→ Information supplied:
::::
//! Field readout of a `cholmod_sparse` struct value
//!
//! A `cholmod_sparse` keeps its arrays behind `void*` fields and its
//! classification in plain `int` tags. [`SparseHeader`] captures one
//! field-by-field readout of such a value: dimensions, array addresses,
//! raw tags and storage flags. It holds no memory references itself; the
//! array contents are only touched later through a
//! [`CscView`](crate::view::CscView).

use crate::format::tags::{IndexKind, Precision, Symmetry, ValueKind};
use crate::traits::TypedValue;
use crate::{InspectError, Result};

/// Type tag family claimed by this printer
pub const SPARSE_TYPE_TAG: &str = "cholmod_sparse";

/// One readout of a `cholmod_sparse` value's scalar fields
#[derive(Debug, Clone, Copy, PartialEq, Eq)]
#[cfg_attr(feature = "serde", derive(serde::Serialize, serde::Deserialize))]
pub struct SparseHeader {
    /// Number of rows (`nrow`)
    pub nrow: usize,
    /// Number of columns (`ncol`)
    pub ncol: usize,
    /// Address of the column-start array (`p`, `ncol + 1` longs)
    pub col_starts: u64,
    /// Address of the row-index array (`i`, one long per stored entry)
    pub row_indices: u64,
    /// Address of the value array (`x`, one double per stored entry)
    pub values: u64,
    /// Raw `stype` symmetry tag
    pub stype: i32,
    /// Raw `itype` index width tag
    pub itype: i32,
    /// Raw `xtype` value kind tag
    pub xtype: i32,
    /// Raw `dtype` precision tag
    pub dtype: i32,
    /// Nonzero `packed` flag
    pub packed: bool,
    /// Nonzero `sorted` flag
    pub sorted: bool,
}

fn read_extent<V: TypedValue>(value: &V, name: &str) -> Result<usize> {
    let raw = value.field(name)?.as_int()?;
    usize::try_from(raw).map_err(|_| InspectError::InvalidLayout)
}

fn read_tag<V: TypedValue>(value: &V, name: &str) -> Result<i32> {
    let raw = value.field(name)?.as_int()?;
    i32::try_from(raw).map_err(|_| InspectError::InvalidLayout)
}

fn read_flag<V: TypedValue>(value: &V, name: &str) -> Result<bool> {
    Ok(value.field(name)?.as_int()? != 0)
}

impl SparseHeader {
    /// Read all scalar fields out of a struct value
    ///
    /// Field names are bit-exact with cholmod. Fails if a field is
    /// missing or has an unexpected kind; a caller that already matched
    /// the type tag treats such a failure as malformed memory.
    pub fn read_from<V: TypedValue>(value: &V) -> Result<Self> {
        Ok(Self {
            nrow: read_extent(value, "nrow")?,
            ncol: read_extent(value, "ncol")?,
            col_starts: value.field("p")?.as_address()?,
            row_indices: value.field("i")?.as_address()?,
            values: value.field("x")?.as_address()?,
            stype: read_tag(value, "stype")?,
            itype: read_tag(value, "itype")?,
            xtype: read_tag(value, "xtype")?,
            dtype: read_tag(value, "dtype")?,
            packed: read_flag(value, "packed")?,
            sorted: read_flag(value, "sorted")?,
        })
    }

    /// Decoded symmetry classification
    pub const fn symmetry(&self) -> Symmetry {
        Symmetry::from_raw(self.stype)
    }

    /// Decoded index width, if the raw tag is known
    pub const fn index_kind(&self) -> Option<IndexKind> {
        IndexKind::from_raw(self.itype)
    }

    /// Decoded value kind, if the raw tag is known
    pub const fn value_kind(&self) -> Option<ValueKind> {
        ValueKind::from_raw(self.xtype)
    }

    /// Decoded precision, if the raw tag is known
    pub const fn precision(&self) -> Option<Precision> {
        Precision::from_raw(self.dtype)
    }

    /// Whether this decoder claims the storage variant
    ///
    /// Deliberately narrow: general shape, long indices, real values,
    /// double precision. Every other combination is declined so the host
    /// falls back to its default rendering.
    pub fn supported(&self) -> bool {
        matches!(self.symmetry(), Symmetry::General)
            && self.index_kind() == Some(IndexKind::Long)
            && self.value_kind() == Some(ValueKind::Real)
            && self.precision() == Some(Precision::Double)
    }

    /// Storage descriptor words for the summary line
    pub const fn storage_words(&self) -> (&'static str, &'static str) {
        (
            if self.packed { "packed" } else { "unpacked" },
            if self.sorted { "sorted" } else { "unsorted" },
        )
    }

    /// Precision word for the summary line
    ///
    /// Anything other than CHOLMOD_DOUBLE reads as "float", matching the
    /// two-way `dtype` branch of the original layout.
    pub const fn precision_word(&self) -> &'static str {
        if self.dtype == 0 {
            "double"
        } else {
            "float"
        }
    }
}
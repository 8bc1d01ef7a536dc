//! cholmod-inspect - Debugger pretty-printing for CHOLMOD sparse matrices
//!
//! Renders a `cholmod_sparse` compressed-column matrix straight out of a
//! paused process's memory: a one-line summary of dimensions, storage
//! flags and precision, plus a lazy `"[row,col]" = value` enumeration of
//! every dense cell, with zeros synthesized for unstored positions.
//!
//! ## Architecture
//!
//! The workspace separates format knowledge from host plumbing:
//!
//! - **cholmod-inspect-core**: layout tags, the scalar-field readout,
//!   typed views over foreign memory, the column-major cursor (no I/O)
//! - **cholmod-inspect**: the printer façade and dispatch, labeled entry
//!   enumeration, the printer registry, and concrete memory backends
//!
//! ## Quick Start
//!
//! ```rust
//! use cholmod_inspect::{
//!     lookup, ImageBuilder, OwnedValue, SPARSE_TYPE_TAG,
//! };
//!
//! fn example() -> cholmod_inspect::Result<()> {
//!     // A 2 x 2 packed sorted CSC image: [[0, 7], [5, 0]]
//!     let mut builder = ImageBuilder::new(0x1000);
//!     let p = builder.push_i64s(&[0, 1, 2])?;
//!     let i = builder.push_i64s(&[1, 0])?;
//!     let x = builder.push_f64s(&[5.0, 7.0])?;
//!     let image = builder.finish();
//!
//!     let value = OwnedValue::structure(SPARSE_TYPE_TAG)
//!         .with_field("nrow", OwnedValue::int(2))
//!         .with_field("ncol", OwnedValue::int(2))
//!         .with_field("p", OwnedValue::address(p))
//!         .with_field("i", OwnedValue::address(i))
//!         .with_field("x", OwnedValue::address(x))
//!         .with_field("stype", OwnedValue::int(0))
//!         .with_field("itype", OwnedValue::int(2))
//!         .with_field("xtype", OwnedValue::int(1))
//!         .with_field("dtype", OwnedValue::int(0))
//!         .with_field("packed", OwnedValue::int(1))
//!         .with_field("sorted", OwnedValue::int(1));
//!
//!     if let Some(printer) = lookup(&value, &image)? {
//!         println!("{}", printer.summary());
//!         for entry in printer.entries() {
//!             let (label, value) = entry?;
//!             println!("{label} = {value}");
//!         }
//!     }
//!     Ok(())
//! }
//! # example().unwrap();
//! ```

// Re-export core abstractions and format definitions
pub use cholmod_inspect_core::{
    // Core traits
    MemoryRead, SparseLens, TypedValue,
    // Format definitions
    IndexKind, Precision, SparseHeader, Symmetry, ValueKind, SPARSE_TYPE_TAG,
    // Decoding primitives
    CscView, DenseCursor, TypedSlice,
    // Error handling
    InspectError, Result,
};

// Implementation modules
pub mod entries;
pub mod image;
pub mod printer;
pub mod registry;
#[cfg(feature = "mmap")]
pub mod snapshot;
pub mod value;

// Public exports
pub use entries::Entries;
pub use image::{ImageBuilder, MemoryImage};
pub use printer::{lookup, register_cholmod_printers, CscPrinter};
pub use registry::{LookupFn, PrettyPrinter, PrinterRegistry, PrinterTable};
pub use value::OwnedValue;

// Memory mapping features
#[cfg(feature = "mmap")]
pub use snapshot::SnapshotFile;
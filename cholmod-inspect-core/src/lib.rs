#![no_std]

//! cholmod-inspect-core - CHOLMOD sparse matrix layout decoding
//!
//! This crate provides the format knowledge and decoding primitives for
//! rendering a `cholmod_sparse` compressed-column matrix out of a paused
//! process's memory: classification tags, the scalar-field readout, typed
//! views over the three parallel arrays, and the column-major cursor used
//! for enumeration. All host interaction goes through the traits in
//! [`traits`]; there is no I/O here.

pub mod cursor;
pub mod error;
pub mod format;
pub mod traits;
pub mod validation;
pub mod view;

pub use cursor::*;
pub use error::*;
pub use format::*;
pub use traits::*;
pub use view::*;

/// Read-only sparse matrix lens for coordinate lookup
pub trait SparseLens {
    /// Stored entry at (row, col), or `None` for an implicit zero
    ///
    /// Coordinates outside the dense extent are an error, not a zero.
    fn get_element(&self, row: usize, col: usize) -> Result<Option<f64>>;

    /// Matrix dimensions as (rows, cols)
    fn dimensions(&self) -> (usize, usize);

    /// Number of stored entries
    fn nnz(&self) -> usize;
}
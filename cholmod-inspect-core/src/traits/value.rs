//! Typed-value abstraction over the host debugger runtime
//!
//! Debugger frontends hand out structured value objects (gdb's `Value`,
//! lldb's `SBValue`, a DWARF expression result). This trait is the minimal
//! surface the printer needs from such an object. Host adapters implement
//! it; embedders without a native value object can use the owned value
//! model from the implementation crate.

use crate::Result;

/// A typed value read from the inspected process
pub trait TypedValue: Sized {
    /// Resolve references, cv-qualifiers and typedefs to the underlying
    /// structural value
    ///
    /// Returns a value whose [`type_tag`](Self::type_tag) names the
    /// concrete struct, or `self` unchanged if nothing is wrapped.
    fn strip_wrappers(&self) -> Result<Self>;

    /// Structural type tag, if this value is a struct with one
    ///
    /// `None` for scalars, pointers and anonymous types; dispatch treats
    /// `None` as "not ours".
    fn type_tag(&self) -> Option<&str>;

    /// Access a named field of a struct value
    fn field(&self, name: &str) -> Result<Self>;

    /// Interpret this value as a signed integer
    ///
    /// Covers the `int`, flag and `size_t` fields of the layout; hosts
    /// widen narrower integers to i64.
    fn as_int(&self) -> Result<i64>;

    /// Interpret this value as a pointer and return the address it holds
    fn as_address(&self) -> Result<u64>;
}
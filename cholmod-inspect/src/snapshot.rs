//! Memory-mapped snapshot backend
//!
//! Maps a raw dump of the inspected region (a `gcore` slice, an extracted
//! core-file segment) read-only and exposes it at the base address the
//! region occupied in the process.

use std::{fs::File, path::Path};

use cholmod_inspect_core::{MemoryRead, Result};
use memmap2::Mmap;

use crate::image::read_from_bytes;

/// Raw memory snapshot file mapped read-only
pub struct SnapshotFile {
    map: Mmap,
    base: u64,
}

impl SnapshotFile {
    /// Map `path` and expose its contents starting at `base`
    pub fn open<P: AsRef<Path>>(path: P, base: u64) -> std::io::Result<Self> {
        let file = File::open(path)?;
        // SAFETY: read-only mapping of a snapshot file that is not
        // expected to change while mapped
        let map = unsafe { Mmap::map(&file)? };
        Ok(Self { map, base })
    }

    /// First address covered by the snapshot
    pub fn base(&self) -> u64 {
        self.base
    }

    /// Number of bytes covered
    pub fn len(&self) -> usize {
        self.map.len()
    }

    /// Whether the snapshot covers no bytes
    pub fn is_empty(&self) -> bool {
        self.map.is_empty()
    }
}

impl MemoryRead for SnapshotFile {
    fn read(&self, addr: u64, buf: &mut [u8]) -> Result<()> {
        read_from_bytes(&self.map, self.base, addr, buf)
    }
}
//! Labeled entry enumeration
//!
//! The display layer asks for children as (label, value) pairs. Each
//! pair is produced on demand: the cursor supplies the next coordinate,
//! the view supplies its value (stored or synthesized zero). A memory
//! read failure surfaces as an `Err` item, which ends the display
//! request; nothing is buffered, so abandoning the iterator early costs
//! nothing.

use cholmod_inspect_core::{CscView, DenseCursor, MemoryRead, Result};

/// Lazy (label, value) sequence over a matrix's full dense extent
///
/// Labels are `"[row,col]"`, column-major, row first. One-shot: a fresh
/// enumerator is needed to rescan.
pub struct Entries<'a, M: MemoryRead> {
    view: &'a CscView<'a, M>,
    cursor: DenseCursor,
}

impl<'a, M: MemoryRead> Entries<'a, M> {
    pub(crate) fn new(view: &'a CscView<'a, M>) -> Self {
        Self {
            view,
            cursor: DenseCursor::new(view.nrow(), view.ncol()),
        }
    }
}

impl<M: MemoryRead> Iterator for Entries<'_, M> {
    type Item = Result<(String, f64)>;

    fn next(&mut self) -> Option<Self::Item> {
        let (row, col) = self.cursor.next()?;
        Some(
            self.view
                .value_at(row, col)
                .map(|value| (format!("[{row},{col}]"), value)),
        )
    }

    fn size_hint(&self) -> (usize, Option<usize>) {
        self.cursor.size_hint()
    }
}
::::
→ Problem: If a line of the entries contains "println", it counts; say how many such lines there are and give only the number.

→ Answer box: 2